[Stored data]

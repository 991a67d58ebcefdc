//! statetree CLI
//!
//! Opens a state store, runs one command against it and saves the result
//! when a save path is given. Responses go to stdout as JSON, logs to stderr.

use std::io::{self, BufRead, Write};
use std::path::PathBuf;
use std::sync::Arc;

use clap::{Parser, Subcommand};
use serde_json::{Map, Value};
use statetree::dispatch::internalctl;
use statetree::ops::SetPayload;
use statetree::protocol::Response;
use statetree::{Config, Dispatcher, StateStore};
use tracing_subscriber::{fmt, EnvFilter};

/// statetree CLI
#[derive(Parser, Debug)]
#[command(name = "statetree-ctl")]
#[command(about = "Query and update a hierarchical state tree")]
#[command(version)]
struct Args {
    /// JSON snapshot to initialize from
    #[arg(long)]
    config_file_load: Option<PathBuf>,

    /// JSON snapshot to save to after a mutating command
    #[arg(long)]
    config_file_save: Option<PathBuf>,

    /// Directory for tree dumps (created on startup)
    #[arg(long)]
    debug_to_dir: Option<PathBuf>,

    /// Description stored at /this/desc
    #[arg(long, default_value = "")]
    desc: String,

    /// Diagnostic verbosity (0-3)
    #[arg(short, long, default_value = "0")]
    verbosity: u8,

    /// Extra launch parameter stored under /this/args (repeatable)
    #[arg(long = "arg", value_name = "KEY=VALUE", value_parser = parse_key_val)]
    args: Vec<(String, String)>,

    #[command(subcommand)]
    command: Commands,
}

#[derive(Subcommand, Debug)]
enum Commands {
    /// Read a leaf or directory
    Get {
        /// Tree path
        var: String,
    },

    /// Write a value, or merge a JSON object
    Set {
        /// Tree path
        var: String,

        /// Value or JSON object
        value: String,

        /// Always store the value as a single leaf
        #[arg(long)]
        scalar: bool,
    },

    /// Replace every leaf equal to TARGET ("ENV" reads %TARGET% from the environment)
    Replace {
        /// Value to search for
        target: String,

        /// Replacement value
        value: String,
    },

    /// Answer newline-delimited JSON requests from stdin
    Batch,

    /// Copy the tree onto disk under the debug directory
    Dump,
}

fn main() {
    let args = Args::parse();

    // Initialize tracing/logging
    let filter = EnvFilter::try_from_default_env()
        .unwrap_or_else(|_| EnvFilter::new(level_for(args.verbosity)));

    fmt()
        .with_env_filter(filter)
        .with_target(true)
        .with_thread_ids(true)
        .with_writer(io::stderr)
        .init();

    match run(args) {
        Ok(true) => {}
        Ok(false) => std::process::exit(1),
        Err(e) => {
            tracing::error!("{}", e);
            std::process::exit(2);
        }
    }
}

/// Run the command; `Ok(false)` when the request itself failed
fn run(args: Args) -> statetree::Result<bool> {
    let mut builder = Config::builder()
        .version(statetree::VERSION)
        .desc(&args.desc)
        .verbosity(args.verbosity);
    if let Some(path) = &args.config_file_load {
        builder = builder.config_file_load(path);
    }
    if let Some(path) = &args.config_file_save {
        builder = builder.config_file_save(path);
    }
    if let Some(path) = &args.debug_to_dir {
        builder = builder.debug_to_dir(path);
    }
    for (key, value) in &args.args {
        builder = builder.arg(key, value);
    }

    let store = Arc::new(StateStore::open(builder.build())?);
    let dispatcher = Dispatcher::new(Arc::clone(&store));

    let (ok, mutated) = match args.command {
        Commands::Get { var } => {
            let response = dispatcher.process(&meta_request(&var, "get", Value::String("value".into())));
            (print_response(&response)?, false)
        }
        Commands::Set { var, value, scalar } => {
            let response = if scalar {
                match store.set(&var, &SetPayload::Scalar(value)) {
                    Ok(ret) => Response::ok(Value::Object(ret)),
                    Err(e) => {
                        tracing::warn!("set on {} failed: {}", var, e);
                        Response::failed()
                    }
                }
            } else {
                dispatcher.process(&meta_request(&var, "set", Value::String(value)))
            };
            (print_response(&response)?, true)
        }
        Commands::Replace { target, value } => {
            let response =
                dispatcher.process(&meta_request(&target, "valueReplace", Value::String(value)));
            (print_response(&response)?, true)
        }
        Commands::Batch => (run_batch(&dispatcher)?, true),
        Commands::Dump => match store.dump_debug()? {
            Some((dir, written)) => {
                println!("{} leaves written to {}", written, dir.display());
                (true, false)
            }
            None => {
                tracing::warn!("No debug directory configured, nothing dumped");
                (false, false)
            }
        },
    };

    if mutated {
        store.save_configured()?;
    }

    Ok(ok)
}

/// Answer one request per stdin line; `false` if any request failed
fn run_batch(dispatcher: &Dispatcher) -> statetree::Result<bool> {
    let stdin = io::stdin();
    let mut all_ok = true;

    for line in stdin.lock().lines() {
        let line = line?;
        let line = line.trim();
        if line.is_empty() {
            continue;
        }

        let response = match serde_json::from_str::<Value>(line) {
            Ok(request) => dispatcher.process(&request),
            Err(e) => {
                tracing::warn!("Skipping unparsable request: {}", e);
                Response::failed()
            }
        };
        all_ok &= print_response(&response)?;
    }

    Ok(all_ok)
}

fn meta_request(var: &str, operator: &str, value: Value) -> Value {
    let mut meta = Map::new();
    meta.insert("var".to_string(), Value::String(var.to_string()));
    meta.insert(operator.to_string(), value);
    internalctl(meta)
}

fn print_response(response: &Response) -> statetree::Result<bool> {
    let mut stdout = io::stdout().lock();
    serde_json::to_writer(&mut stdout, &response.to_json())?;
    writeln!(stdout)?;
    Ok(response.status)
}

fn level_for(verbosity: u8) -> String {
    let level = match verbosity {
        0 => "warn",
        1 => "info",
        2 => "debug",
        _ => "trace",
    };
    format!("warn,statetree={}", level)
}

fn parse_key_val(raw: &str) -> Result<(String, String), String> {
    raw.split_once('=')
        .map(|(key, value)| (key.to_string(), value.to_string()))
        .ok_or_else(|| format!("expected KEY=VALUE, got {:?}", raw))
}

**Required work:** All entries above are to be reproduced exactly.

**Response to this task:**
repository 991a67d58ebcefdc
//! statetree CLI
//!
//! Opens a state store, runs one command against it and saves the result
//! when a save path is given. Responses go to stdout as JSON, logs to stderr.

use std::io::{self, BufRead, Write};
use std::path::PathBuf;
use std::sync::Arc;

use clap::{Parser, Subcommand};
use serde_json::{Map, Value};
use statetree::dispatch::internalctl;
use statetree::ops::SetPayload;
use statetree::protocol::Response;
use statetree::{Config, Dispatcher, StateStore};
use tracing_subscriber::{fmt, EnvFilter};

/// statetree CLI
#[derive(Parser, Debug)]
#[command(name = "statetree-ctl")]
#[command(about = "Query and update a hierarchical state tree")]
#[command(version)]
struct Args {
    /// JSON snapshot to initialize from
    #[arg(long)]
    config_file_load: Option<PathBuf>,

    /// JSON snapshot to save to after a mutating command
    #[arg(long)]
    config_file_save: Option<PathBuf>,

    /// Directory for tree dumps (created on startup)
    #[arg(long)]
    debug_to_dir: Option<PathBuf>,

    /// Description stored at /this/desc
    #[arg(long, default_value = "")]
    desc: String,

    /// Diagnostic verbosity (0-3)
    #[arg(short, long, default_value = "0")]
    verbosity: u8,

    /// Extra launch parameter stored under /this/args (repeatable)
    #[arg(long = "arg", value_name = "KEY=VALUE", value_parser = parse_key_val)]
    args: Vec<(String, String)>,

    #[command(subcommand)]
    command: Commands,
}

#[derive(Subcommand, Debug)]
enum Commands {
    /// Read a leaf or directory
    Get {
        /// Tree path
        var: String,
    },

    /// Write a value, or merge a JSON object
    Set {
        /// Tree path
        var: String,

        /// Value or JSON object
        value: String,

        /// Always store the value as a single leaf
        #[arg(long)]
        scalar: bool,
    },

    /// Replace every leaf equal to TARGET ("ENV" reads %TARGET% from the environment)
    Replace {
        /// Value to search for
        target: String,

        /// Replacement value
        value: String,
    },

    /// Answer newline-delimited JSON requests from stdin
    Batch,

    /// Copy the tree onto disk under the debug directory
    Dump,
}

fn main() {
    let args = Args::parse();

    // Initialize tracing/logging
    let filter = EnvFilter::try_from_default_env()
        .unwrap_or_else(|_| EnvFilter::new(level_for(args.verbosity)));

    fmt()
        .with_env_filter(filter)
        .with_target(true)
        .with_thread_ids(true)
        .with_writer(io::stderr)
        .init();

    match run(args) {
        Ok(true) => {}
        Ok(false) => std::process::exit(1),
        Err(e) => {
            tracing::error!("{}", e);
            std::process::exit(2);
        }
    }
}

/// Run the command; `Ok(false)` when the request itself failed
fn run(args: Args) -> statetree::Result<bool> {
    let mut builder = Config::builder()
        .version(statetree::VERSION)
        .desc(&args.desc)
        .verbosity(args.verbosity);
    if let Some(path) = &args.config_file_load {
        builder = builder.config_file_load(path);
    }
    if let Some(path) = &args.config_file_save {
        builder = builder.config_file_save(path);
    }
    if let Some(path) = &args.debug_to_dir {
        builder = builder.debug_to_dir(path);
    }
    for (key, value) in &args.args {
        builder = builder.arg(key, value);
    }

    let store = Arc::new(StateStore::open(builder.build())?);
    let dispatcher = Dispatcher::new(Arc::clone(&store));

    let (ok, mutated) = match args.command {
        Commands::Get { var } => {
            let response = dispatcher.process(&meta_request(&var, "get", Value::String("value".into())));
            (print_response(&response)?, false)
        }
        Commands::Set { var, value, scalar } => {
            let response = if scalar {
                match store.set(&var, &SetPayload::Scalar(value)) {
                    Ok(ret) => Response::ok(Value::Object(ret)),
                    Err(e) => {
                        tracing::warn!("set on {} failed: {}", var, e);
                        Response::failed()
                    }
                }
            } else {
                dispatcher.process(&meta_request(&var, "set", Value::String(value)))
            };
            (print_response(&response)?, true)
        }
        Commands::Replace { target, value } => {
            let response =
                dispatcher.process(&meta_request(&target, "valueReplace", Value::String(value)));
            (print_response(&response)?, true)
        }
        Commands::Batch => (run_batch(&dispatcher)?, true),
        Commands::Dump => match store.dump_debug()? {
            Some((dir, written)) => {
                println!("{} leaves written to {}", written, dir.display());
                (true, false)
            }
            None => {
                tracing::warn!("No debug directory configured, nothing dumped");
                (false, false)
            }
        },
    };

    if mutated {
        store.save_configured()?;
    }

    Ok(ok)
}

/// Answer one request per stdin line; `false` if any request failed
fn run_batch(dispatcher: &Dispatcher) -> statetree::Result<bool> {
    let stdin = io::stdin();
    let mut all_ok = true;

    for line in stdin.lock().lines() {
        let line = line?;
        let line = line.trim();
        if line.is_empty() {
            continue;
        }

        let response = match serde_json::from_str::<Value>(line) {
            Ok(request) => dispatcher.process(&request),
            Err(e) => {
                tracing::warn!("Skipping unparsable request: {}", e);
                Response::failed()
            }
        };
        all_ok &= print_response(&response)?;
    }

    Ok(all_ok)
}

fn meta_request(var: &str, operator: &str, value: Value) -> Value {
    let mut meta = Map::new();
    meta.insert("var".to_string(), Value::String(var.to_string()));
    meta.insert(operator.to_string(), value);
    internalctl(meta)
}

fn print_response(response: &Response) -> statetree::Result<bool> {
    let mut stdout = io::stdout().lock();
    serde_json::to_writer(&mut stdout, &response.to_json())?;
    writeln!(stdout)?;
    Ok(response.status)
}

fn level_for(verbosity: u8) -> String {
    let level = match verbosity {
        0 => "warn",
        1 => "info",
        2 => "debug",
        _ => "trace",
    };
    format!("warn,statetree={}", level)
}

fn parse_key_val(raw: &str) -> Result<(String, String), String> {
    raw.split_once('=')
        .map(|(key, value)| (key.to_string(), value.to_string()))
        .ok_or_else(|| format!("expected KEY=VALUE, got {:?}", raw))
}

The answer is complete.